Dans l’air léger du matin, l’oiseau décrivait de grands
cercles au-dessus de la plage, s’amusant tel un enfant sur un toboggan, à
grimper pour mieux glisser sur les courants d’air chaud épousant les dunes.
C’était de ces matins si bons, si agréables, où le temps et les lieux vous
semblent offerts, parce que le monde dort encore, parce que l’air est encore
frais, rendant plaisant la balade, renforçant l’idée que le monde est à ceux
qui se lèvent tôt, où…se couchent tard….. Tôt, tard, quelle différence dans ce
temps de vacance, ceux qui se lèvent tôt croisent ceux qui se couchent tard,
comme quoi on peut se coucher tôt sans qu’il soit trop tard. Qu’il est bon de
marcher ainsi, la vieille piste de béton, vestige de la seconde guerre
mondiale, desserte des blockhaus du célèbre mur de l’atlantique, joue à
cache-cache avec le sable, pour finir par disparaitre et laisser la place à un
sentier timide qui hésite à pénétrer la végétation avant d’obliquer
furieusement à travers les arbousiers et les pins. Le profil est loin d’être
plat, c’est aussi cela qui en fait le charme, des montées douces ou plus
raides, des virages, des intersections de sentiers, des virages, un vrai
labyrinthe lorsqu’on découvre l’endroit, pourtant, les repères naturels sont
là, l’océan sur la droite, l’ancienne voie ferrée sur la gauche, tiens, voilà
la ligne électrique, puis, de parcours fait en parcours fait, ce sont les
arbres singuliers qui dessinent des repères au pluriel.

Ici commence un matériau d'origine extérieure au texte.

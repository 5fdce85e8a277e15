//! Directive interpreter
//!
//! Feeds logical lines through directive recognition and the conditional
//! stack, applying `#define`/`#undef`/`#include` to the symbol table while the
//! current position is active. While inactive only `#if`/`#ifdef`/`#ifndef`,
//! `#elif`/`#else` and `#endif` are looked at, and only to track nesting.

use super::conditional::ConditionalStack;
use super::directive::Directive;
use super::evaluator::Evaluator;
use super::expr::Value;
use super::lines::LineJoiner;
use super::loader::UnitLoader;
use super::symbols::{SymbolTable, SymbolValue};
use super::PreprocessorConfig;
use crate::error::{PreprocessorError, Result};

const DEFAULT_ERROR_MESSAGE: &str = "#error directive hit";

/// Interprets the directives of one translation unit
pub struct Interpreter<'l> {
    symbols: SymbolTable,
    conditionals: ConditionalStack,
    loader: &'l dyn UnitLoader,
    strict: bool,
    max_include_depth: usize,
    include_depth: usize,
    pragmas: Vec<String>,
}

impl<'l> Interpreter<'l> {
    pub fn new(loader: &'l dyn UnitLoader) -> Self {
        Self::with_config(loader, PreprocessorConfig::default())
    }

    pub fn with_config(loader: &'l dyn UnitLoader, config: PreprocessorConfig) -> Self {
        Self {
            symbols: config.symbols,
            conditionals: ConditionalStack::new(),
            loader,
            strict: config.strict,
            max_include_depth: config.max_include_depth,
            include_depth: 0,
            pragmas: Vec::new(),
        }
    }

    /// Fresh interpreter for an included unit
    fn child(&self) -> Interpreter<'l> {
        Interpreter {
            symbols: SymbolTable::new(),
            conditionals: ConditionalStack::new(),
            loader: self.loader,
            strict: self.strict,
            max_include_depth: self.max_include_depth,
            include_depth: self.include_depth + 1,
            pragmas: Vec::new(),
        }
    }

    /// Load `path` through the loader and process it
    pub fn process_unit(&mut self, path: &str) -> Result<()> {
        let lines = self.loader.load(path)?;
        self.process_lines(lines)
    }

    /// Process raw physical lines as one unit
    pub fn process_lines<I, S>(&mut self, lines: I) -> Result<()>
    where
        I: IntoIterator<Item = S>,
        S: AsRef<str>,
    {
        for logical in LineJoiner::new(lines) {
            if let Some(directive) = Directive::from_logical(&logical) {
                self.process_directive(&directive)?;
            }
        }
        self.finish()
    }

    /// Process text split on newlines as one unit
    pub fn process_source(&mut self, source: &str) -> Result<()> {
        self.process_lines(source.lines())
    }

    /// Apply a single directive
    pub fn process_directive(&mut self, directive: &Directive) -> Result<()> {
        log::trace!(
            "line {}: #{} {}",
            directive.line,
            directive.command,
            directive.args
        );

        match directive.command.as_str() {
            "ifdef" | "ifndef" => {
                let taken = if self.conditionals.is_active() {
                    if directive.symbol.is_empty() {
                        warn_missing_name(directive);
                    }
                    self.symbols.is_defined(&directive.symbol) == (directive.command == "ifdef")
                } else {
                    false
                };
                self.open_block(directive, taken);
            }
            "if" => {
                let taken = self.conditionals.is_active() && self.condition(directive)?;
                self.open_block(directive, taken);
            }
            "elif" => {
                let taken = self.conditionals.elif_pending() && self.condition(directive)?;
                if !self.conditionals.elif(taken) {
                    self.unbalanced_else(directive)?;
                }
            }
            "else" => {
                if !self.conditionals.else_branch() {
                    self.unbalanced_else(directive)?;
                }
            }
            "endif" => {
                if self.conditionals.endif() {
                    log::debug!(
                        "line {}: #endif, inactive depth {}",
                        directive.line,
                        self.conditionals.inactive_depth()
                    );
                } else if self.strict {
                    return Err(PreprocessorError::UnbalancedEndif {
                        line: directive.line,
                    });
                } else {
                    log::warn!("line {}: #endif without #if ignored", directive.line);
                }
            }
            _ if !self.conditionals.is_active() => {}
            "define" | "undef" if directive.symbol.is_empty() => warn_missing_name(directive),
            "define" => {
                let name = directive.symbol.as_str();
                if self.symbols.is_defined(name) {
                    log::debug!("line {}: redefining {}", directive.line, name);
                }
                log::debug!("line {}: define {} = '{}'", directive.line, name, directive.body);
                self.symbols
                    .define(name, SymbolValue::from_body(&directive.body));
            }
            "undef" => {
                let name = directive.symbol.as_str();
                if self.symbols.undefine(name).is_some() {
                    log::debug!("line {}: undef {}", directive.line, name);
                }
            }
            "pragma" => {
                if !directive.args.is_empty() {
                    log::info!(target: "pragma", "{}", directive.args);
                    self.pragmas.push(directive.args.clone());
                }
            }
            "error" => {
                let message = match unquote(&directive.args) {
                    "" => DEFAULT_ERROR_MESSAGE,
                    message => message,
                };
                return Err(PreprocessorError::directive(message));
            }
            "warning" => log::warn!("line {}: #warning {}", directive.line, directive.args),
            "include" => self.include(directive)?,
            other => log::trace!("line {}: ignoring #{}", directive.line, other),
        }

        Ok(())
    }

    fn open_block(&mut self, directive: &Directive, taken: bool) {
        self.conditionals.push(taken, directive.line);
        log::debug!(
            "line {}: #{} {} -> {}, inactive depth {}",
            directive.line,
            directive.command,
            directive.args,
            if taken { "taken" } else { "skipped" },
            self.conditionals.inactive_depth()
        );
    }

    fn condition(&self, directive: &Directive) -> Result<bool> {
        Ok(self.evaluate_expression(&directive.args)?.as_bool())
    }

    fn unbalanced_else(&self, directive: &Directive) -> Result<()> {
        if self.strict {
            return Err(PreprocessorError::UnbalancedElse {
                line: directive.line,
                directive: format!("#{}", directive.command),
            });
        }
        log::warn!(
            "line {}: #{} without matching #if ignored",
            directive.line,
            directive.command
        );
        Ok(())
    }

    /// Run the included unit in a child interpreter and merge its table
    fn include(&mut self, directive: &Directive) -> Result<()> {
        let path = include_path(&directive.args)?;

        if self.include_depth >= self.max_include_depth {
            return Err(PreprocessorError::directive(format!(
                "#include nested too deeply ({} levels) at \"{}\"",
                self.max_include_depth, path
            )));
        }

        log::debug!("line {}: including \"{}\"", directive.line, path);
        let mut child = self.child();
        child.process_unit(path)?;

        let Interpreter {
            symbols, pragmas, ..
        } = child;
        log::debug!("merging {} symbol(s) from \"{}\"", symbols.len(), path);
        self.pragmas.extend(pragmas);
        self.symbols.merge(symbols);
        Ok(())
    }

    /// Check for unclosed blocks at the end of a unit
    fn finish(&mut self) -> Result<()> {
        let open = self.conditionals.open_blocks();
        if open > 0 {
            if self.strict {
                return Err(PreprocessorError::UnclosedBlock { count: open });
            }
            log::warn!(
                "{} unclosed conditional block(s) at end of file, innermost opened at line {}",
                open,
                self.conditionals.innermost_line().unwrap_or_default()
            );
        }
        self.conditionals = ConditionalStack::new();
        Ok(())
    }

    /// Compute the value of the macro `name` against the current table
    pub fn evaluate(&self, name: &str) -> Result<Value> {
        Evaluator::new(&self.symbols).evaluate(name)
    }

    /// Evaluate expression text against the current table
    pub fn evaluate_expression(&self, text: &str) -> Result<Value> {
        Evaluator::new(&self.symbols).evaluate_expression(text)
    }

    pub fn symbols(&self) -> &SymbolTable {
        &self.symbols
    }

    pub fn into_symbols(self) -> SymbolTable {
        self.symbols
    }

    /// Text of every active `#pragma`, included units' first at their include point
    pub fn pragmas(&self) -> &[String] {
        &self.pragmas
    }

    pub fn is_active(&self) -> bool {
        self.conditionals.is_active()
    }

    pub fn inactive_depth(&self) -> usize {
        self.conditionals.inactive_depth()
    }
}
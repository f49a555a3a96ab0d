// SPDX-FileCopyrightText: 2026 Bruno Meilick
// SPDX-License-Identifier: LicenseRef-Scopedeck-FreeUse-NoCopy-NoDerivatives
//
// All rights reserved.
//
// This file is part of Scopedeck and is proprietary software.
// Unauthorized copying, modification, or distribution is prohibited.

use std::collections::BTreeSet;
use std::time::{Duration, Instant};

use serde::Serialize;
use serde_json::ser::{PrettyFormatter, Serializer};

use super::debounce::Debounce;
use super::filter::{EnvFilter, FilterMode};
use super::model::{EnvironmentModel, Provenance, ResolvedEnvironment, RowIndex};

/// Quiet period between the last keystroke and re-filtering.
pub const SEARCH_DELAY: Duration = Duration::from_millis(400);

const FULL_JSON_INDENT: &[u8] = b"    ";

#[derive(Debug, Clone, Copy, PartialEq, Eq)]
pub enum EnvColumn {
    Key,
    Value,
    Source,
}

/// Provenance report for the status display.
#[derive(Debug, Clone, PartialEq, Eq)]
pub enum HoverNotice {
    Show(String),
    Clear,
}

/// The resolved environment pane: rows, filter, debounced search and hover.
#[derive(Debug)]
pub struct ResolvedEnvironmentView {
    model: EnvironmentModel,
    filter: EnvFilter,
    search_text: String,
    debounce: Debounce<String>,
    expanded: BTreeSet<usize>,
    notices: Vec<HoverNotice>,
}

impl Default for ResolvedEnvironmentView {
    fn default() -> Self {
        Self::new()
    }
}

impl ResolvedEnvironmentView {
    pub fn new() -> Self {
        Self {
            model: EnvironmentModel::new(),
            filter: EnvFilter::new(),
            search_text: String::new(),
            debounce: Debounce::new(SEARCH_DELAY),
            expanded: BTreeSet::new(),
            notices: Vec::new(),
        }
    }

    pub fn model(&self) -> &EnvironmentModel {
        &self.model
    }

    pub fn filter(&self) -> &EnvFilter {
        &self.filter
    }

    pub fn search_text(&self) -> &str {
        &self.search_text
    }

    pub fn load(&mut self, env: ResolvedEnvironment, provenance: &Provenance) {
        self.model.load(env);
        self.model.note(provenance);
        self.apply_expansion();
    }

    pub fn clear(&mut self) {
        self.model.clear();
        self.expanded.clear();
    }

    /// Records new search text; the filter picks it up after [`SEARCH_DELAY`].
    pub fn on_searched(&mut self, text: &str, now: Instant) {
        self.search_text = text.to_owned();
        self.debounce.push(self.search_text.clone(), now);
    }

    /// Applies a due search. Returns whether the filter changed.
    pub fn tick(&mut self, now: Instant) -> bool {
        let Some(text) = self.debounce.poll(now) else {
            return false;
        };
        self.filter.set_text(&text);
        self.apply_expansion();
        true
    }

    pub fn next_deadline(&self) -> Option<Instant> {
        self.debounce.deadline()
    }

    pub fn on_switched(&mut self, by_key: bool) {
        if by_key {
            self.filter.filter_by_key();
        } else {
            self.filter.filter_by_value();
        }
        self.apply_expansion();
    }

    pub fn toggle_mode(&mut self) {
        let by_key = self.filter.mode() != FilterMode::Key;
        self.on_switched(by_key);
    }

    pub fn on_inverse(&mut self, inverse: bool) {
        self.filter.set_inverse(inverse);
        self.apply_expansion();
    }

    /// Stops a pending search so it never fires into a torn-down view.
    pub fn teardown(&mut self) {
        self.debounce.cancel();
    }

    fn apply_expansion(&mut self) {
        if self.search_text.chars().count() > 1 {
            self.expand_all();
        } else {
            self.collapse_all();
        }
    }

    pub fn expand_all(&mut self) {
        self.expanded = (0..self.model.rows().len()).collect();
    }

    pub fn collapse_all(&mut self) {
        self.expanded.clear();
    }

    pub fn toggle_expanded(&mut self, row: usize) {
        if !self.expanded.remove(&row) {
            self.expanded.insert(row);
        }
    }

    pub fn is_expanded(&self, row: usize) -> bool {
        self.expanded.contains(&row)
    }

    /// Rows currently shown: accepted rows, plus accepted children of expanded rows.
    pub fn visible_rows(&self) -> Vec<RowIndex> {
        self.filter
            .visible_rows(&self.model, true)
            .into_iter()
            .filter(|index| index.child.is_none() || self.expanded.contains(&index.row))
            .collect()
    }

    pub fn on_entered(&mut self, index: RowIndex, column: EnvColumn) {
        let Some(row) = self.model.row(index) else {
            return;
        };
        if column == EnvColumn::Key {
            self.notices.push(HoverNotice::Clear);
            return;
        }

        let key = match index.parent().and_then(|parent| self.model.row(parent)) {
            Some(parent) => parent.key.as_str(),
            None => row.key.as_str(),
        };
        let text = format!("{key} | {} <- {}", row.value, row.source);
        self.notices.push(HoverNotice::Show(text));
    }

    pub fn on_left(&mut self) {
        self.notices.push(HoverNotice::Clear);
    }

    pub fn drain_notices(&mut self) -> Vec<HoverNotice> {
        std::mem::take(&mut self.notices)
    }

    /// Pretty JSON object `{key: value}` of one row, for the clipboard.
    pub fn copy_json(&self, index: RowIndex) -> Option<String> {
        let value = self.model.row_json(index)?;
        let key = self.model.row(index.parent().unwrap_or(index))?.key.to_string();
        let mut object = serde_json::Map::new();
        object.insert(key, value);
        serde_json::to_string_pretty(&object).ok()
    }

    /// Every row as JSON indented by four spaces, ignoring the filter.
    pub fn full_json(&self) -> String {
        let mut out = Vec::new();
        let formatter = PrettyFormatter::with_indent(FULL_JSON_INDENT);
        let mut serializer = Serializer::with_formatter(&mut out, formatter);
        if self.model.to_json().serialize(&mut serializer).is_err() {
            return String::new();
        }
        String::from_utf8(out).unwrap_or_default()
    }
}

#[cfg(test)]
mod tests {
    use std::collections::BTreeMap;
    use std::time::{Duration, Instant};

    use super::{EnvColumn, HoverNotice, ResolvedEnvironmentView, SEARCH_DELAY};
    use crate::environ::model::{
        Contribution, EnvValue, Provenance, ResolvedEnvironment, RowIndex,
    };

    fn loaded_view() -> ResolvedEnvironmentView {
        let env: ResolvedEnvironment = [
            ("PROJECT_ROOT", "/proj/alpha", "alpha"),
            ("EDITOR", "vim", "studio"),
        ]
        .into_iter()
        .map(|(key, value, source)| (key.to_owned(), EnvValue::new(value, source)))
        .collect();
        let provenance: Provenance = BTreeMap::from([(
            "PROJECT_ROOT".to_owned(),
            vec![
                Contribution { scope: "studio".into(), value: "/proj".to_owned() },
                Contribution { scope: "alpha".into(), value: "/proj/alpha".to_owned() },
            ],
        )]);
        let mut view = ResolvedEnvironmentView::new();
        view.load(env, &provenance);
        view
    }

    #[test]
    fn search_applies_only_after_delay() {
        let start = Instant::now();
        let mut view = loaded_view();

        view.on_searched("e", start);
        view.on_searched("ed", start + Duration::from_millis(100));
        assert!(!view.tick(start + SEARCH_DELAY));
        assert_eq!(view.filter().text(), "");

        assert!(view.tick(start + Duration::from_millis(100) + SEARCH_DELAY));
        assert_eq!(view.filter().text(), "ed");
    }

    #[test]
    fn long_filter_text_expands_short_text_collapses() {
        let start = Instant::now();
        let mut view = loaded_view();

        view.on_searched("pro", start);
        view.tick(start + SEARCH_DELAY);
        assert!(view.is_expanded(1));
        assert_eq!(view.visible_rows().len(), 3);

        view.on_searched("p", start + SEARCH_DELAY);
        view.tick(start + SEARCH_DELAY * 2);
        assert!(!view.is_expanded(1));
        assert!(view.visible_rows().iter().all(|index| index.child.is_none()));
    }

    #[test]
    fn inverse_reapplies_expansion_from_current_text() {
        let start = Instant::now();
        let mut view = loaded_view();
        view.on_searched("editor", start);
        view.tick(start + SEARCH_DELAY);
        view.collapse_all();

        view.on_inverse(true);
        assert!(view.is_expanded(1));
        let keys = view
            .visible_rows()
            .into_iter()
            .map(|index| view.model().row(index).expect("row").key.to_string())
            .collect::<Vec<_>>();
        assert_eq!(keys, ["PROJECT_ROOT", "PROJECT_ROOT", "PROJECT_ROOT"]);
    }

    #[test]
    fn mode_switch_reapplies_expansion() {
        let start = Instant::now();
        let mut view = loaded_view();
        view.on_searched("alpha", start);
        view.tick(start + SEARCH_DELAY);
        view.collapse_all();

        view.on_switched(false);
        assert!(view.is_expanded(1));

        view.on_searched("a", start + SEARCH_DELAY);
        view.tick(start + SEARCH_DELAY * 2);
        view.expand_all();
        view.toggle_mode();
        assert!(!view.is_expanded(1));
    }

    #[test]
    fn hover_reports_provenance_and_clears() {
        let mut view = loaded_view();

        view.on_entered(RowIndex::child(1, 0), EnvColumn::Value);
        view.on_entered(RowIndex::top(0), EnvColumn::Source);
        view.on_entered(RowIndex::top(0), EnvColumn::Key);
        view.on_left();

        assert_eq!(
            view.drain_notices(),
            vec![
                HoverNotice::Show("PROJECT_ROOT | /proj <- studio".to_owned()),
                HoverNotice::Show("EDITOR | vim <- studio".to_owned()),
                HoverNotice::Clear,
                HoverNotice::Clear,
            ]
        );
        assert!(view.drain_notices().is_empty());
    }

    #[test]
    fn copy_json_includes_children() {
        let view = loaded_view();
        let text = view.copy_json(RowIndex::top(1)).expect("row json");
        assert!(text.contains("PROJECT_ROOT"));
        assert!(text.contains("/proj/alpha"));
        assert!(view.copy_json(RowIndex::top(9)).is_none());
        assert!(view.full_json().contains("EDITOR"));
    }

    #[test]
    fn full_json_is_indented_by_four_spaces() {
        let view = loaded_view();
        let text = view.full_json();
        assert!(text.starts_with("{\n    \""));
        let value: serde_json::Value = serde_json::from_str(&text).expect("valid json");
        assert_eq!(value, view.model().to_json());
    }

    #[test]
    fn teardown_cancels_pending_search() {
        let start = Instant::now();
        let mut view = loaded_view();
        view.on_searched("vim", start);
        view.teardown();
        assert!(!view.tick(start + SEARCH_DELAY * 4));
        assert_eq!(view.next_deadline(), None);
    }
}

Cet arbre tordu,
celui-ci déraciné, ce pin parti sur deux fourches après sûrement un coup de
foudre avec le ciel, tout est unique, mais invisible pour l’œil qui ne voit que
la globalité.
Promenade solitaire, méditation en mouvement, il n’est
nul besoin d’immobilisme pour que germent et explosent les idées, et c’est tant
mieux tant il est bon de marcher, de respirer, de presque communier avec la
nature. Encore quelques pas puis ça sera la descente, oh, pas la descente aux
enfers, non, la descente vers la vieille piste pour se retrouver non pas au
pied du mur mais au pied des dunes. Les dunes ont-elles un pied ou
plusieurs ? En tout cas, elles cheminent et redessinent les paysages au
gré de leur sablier, quelques végétaux essaient de les freiner, quelques
repères humains aussi, et même les solides constructions militaires furent
vaincues par mère nature et certaines sont encore hésitantes dans leur nouvelle
position ou l’horizontale flirte avec la verticale, sorte de chaos de béton. On
le sent, on l’entend battre non pas le pavé mais le sable mouillé de ses
rouleaux d’écume, on le veut, on l’espère, plus que quelques pas, un tas de
sable à gravir mais à vol d’oiseau, c’est presque à portée de main.
L’oiseau ? Il joue encore des alizées, seul au monde, juste intrigué par
cette bestiole sortant du bois, cet humain solitaire qui lui aussi s’amuse à
gravir et descendre les dunes dans ce jour encore frais et désert. L’oiseau,
l’homme, l’océan. Triptyque d’un matin, sourires aux éléments, à la vie.
Il est ainsi des rencontres improbables, des
rendez-vous non provoqués, et ce sont toujours les meilleurs rendez-vous.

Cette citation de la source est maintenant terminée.